## TASK MATERIAL
[Start of section]

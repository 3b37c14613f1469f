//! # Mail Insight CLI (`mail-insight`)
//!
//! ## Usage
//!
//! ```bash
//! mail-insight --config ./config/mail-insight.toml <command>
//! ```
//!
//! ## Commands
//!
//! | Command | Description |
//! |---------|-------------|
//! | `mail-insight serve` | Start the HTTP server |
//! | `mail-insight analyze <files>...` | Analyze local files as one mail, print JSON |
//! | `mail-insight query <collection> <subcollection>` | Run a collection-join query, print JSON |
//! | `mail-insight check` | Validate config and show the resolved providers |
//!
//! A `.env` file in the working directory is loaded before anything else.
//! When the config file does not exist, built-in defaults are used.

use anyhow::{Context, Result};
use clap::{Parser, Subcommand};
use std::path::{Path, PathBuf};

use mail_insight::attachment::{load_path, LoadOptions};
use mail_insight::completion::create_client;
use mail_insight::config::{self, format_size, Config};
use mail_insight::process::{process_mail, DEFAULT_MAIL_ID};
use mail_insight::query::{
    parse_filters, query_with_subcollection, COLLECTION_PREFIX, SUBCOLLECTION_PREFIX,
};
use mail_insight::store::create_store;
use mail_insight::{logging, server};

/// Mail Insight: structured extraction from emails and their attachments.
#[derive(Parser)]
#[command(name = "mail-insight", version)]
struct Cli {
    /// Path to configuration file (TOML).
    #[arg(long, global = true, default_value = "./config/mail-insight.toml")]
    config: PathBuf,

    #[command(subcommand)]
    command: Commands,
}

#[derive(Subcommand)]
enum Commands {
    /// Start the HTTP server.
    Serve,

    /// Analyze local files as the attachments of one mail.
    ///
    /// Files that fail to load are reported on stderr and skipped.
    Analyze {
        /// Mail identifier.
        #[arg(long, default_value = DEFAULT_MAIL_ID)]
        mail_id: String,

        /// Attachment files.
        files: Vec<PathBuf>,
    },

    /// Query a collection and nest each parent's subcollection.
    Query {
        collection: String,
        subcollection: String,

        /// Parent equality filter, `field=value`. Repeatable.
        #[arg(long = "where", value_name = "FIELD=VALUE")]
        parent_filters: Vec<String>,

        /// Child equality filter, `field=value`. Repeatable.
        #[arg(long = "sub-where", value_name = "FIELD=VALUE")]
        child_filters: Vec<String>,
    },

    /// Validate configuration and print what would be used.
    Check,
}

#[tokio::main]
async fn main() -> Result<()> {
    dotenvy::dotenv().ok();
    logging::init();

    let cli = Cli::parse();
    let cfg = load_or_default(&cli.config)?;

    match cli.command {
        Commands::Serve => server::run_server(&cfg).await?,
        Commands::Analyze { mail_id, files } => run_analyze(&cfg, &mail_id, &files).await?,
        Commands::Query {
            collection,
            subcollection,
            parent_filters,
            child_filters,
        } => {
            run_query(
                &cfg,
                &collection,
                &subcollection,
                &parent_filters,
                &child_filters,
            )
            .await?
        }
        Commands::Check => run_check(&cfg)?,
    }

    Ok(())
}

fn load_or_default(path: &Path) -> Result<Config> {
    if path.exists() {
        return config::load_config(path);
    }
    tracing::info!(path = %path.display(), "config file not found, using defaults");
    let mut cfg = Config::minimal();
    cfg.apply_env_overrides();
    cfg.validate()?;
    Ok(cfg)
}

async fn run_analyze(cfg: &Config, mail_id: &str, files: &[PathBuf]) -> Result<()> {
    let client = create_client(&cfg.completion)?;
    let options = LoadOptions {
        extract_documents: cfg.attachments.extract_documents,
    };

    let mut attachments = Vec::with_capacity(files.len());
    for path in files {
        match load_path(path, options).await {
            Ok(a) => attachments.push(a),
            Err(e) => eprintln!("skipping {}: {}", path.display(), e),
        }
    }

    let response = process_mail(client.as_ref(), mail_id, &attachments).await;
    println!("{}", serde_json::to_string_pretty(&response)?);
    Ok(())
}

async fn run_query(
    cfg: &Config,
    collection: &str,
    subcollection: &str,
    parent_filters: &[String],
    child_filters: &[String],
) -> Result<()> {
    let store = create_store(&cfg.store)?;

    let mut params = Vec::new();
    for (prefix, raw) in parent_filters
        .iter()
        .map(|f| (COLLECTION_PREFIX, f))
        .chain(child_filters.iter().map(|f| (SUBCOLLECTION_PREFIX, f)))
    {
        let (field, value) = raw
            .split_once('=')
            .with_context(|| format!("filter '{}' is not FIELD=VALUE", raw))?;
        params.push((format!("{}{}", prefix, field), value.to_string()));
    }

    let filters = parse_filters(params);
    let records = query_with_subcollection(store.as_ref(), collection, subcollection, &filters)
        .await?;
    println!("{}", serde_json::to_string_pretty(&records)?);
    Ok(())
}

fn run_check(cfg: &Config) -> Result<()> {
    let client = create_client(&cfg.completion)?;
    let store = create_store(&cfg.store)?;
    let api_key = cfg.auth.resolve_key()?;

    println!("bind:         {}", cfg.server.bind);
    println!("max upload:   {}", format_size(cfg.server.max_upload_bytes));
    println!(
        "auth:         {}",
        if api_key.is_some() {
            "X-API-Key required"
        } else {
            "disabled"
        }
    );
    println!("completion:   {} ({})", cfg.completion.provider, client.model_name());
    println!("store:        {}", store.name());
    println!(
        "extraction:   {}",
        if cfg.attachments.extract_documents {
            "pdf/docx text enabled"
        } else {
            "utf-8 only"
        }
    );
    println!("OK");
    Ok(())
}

[End of section]

## EXERCISE
Select and copy every line of the material that holds the string "logging".

## RESULT FOR THIS TASK
use mail_insight::{logging, server};
    logging::init();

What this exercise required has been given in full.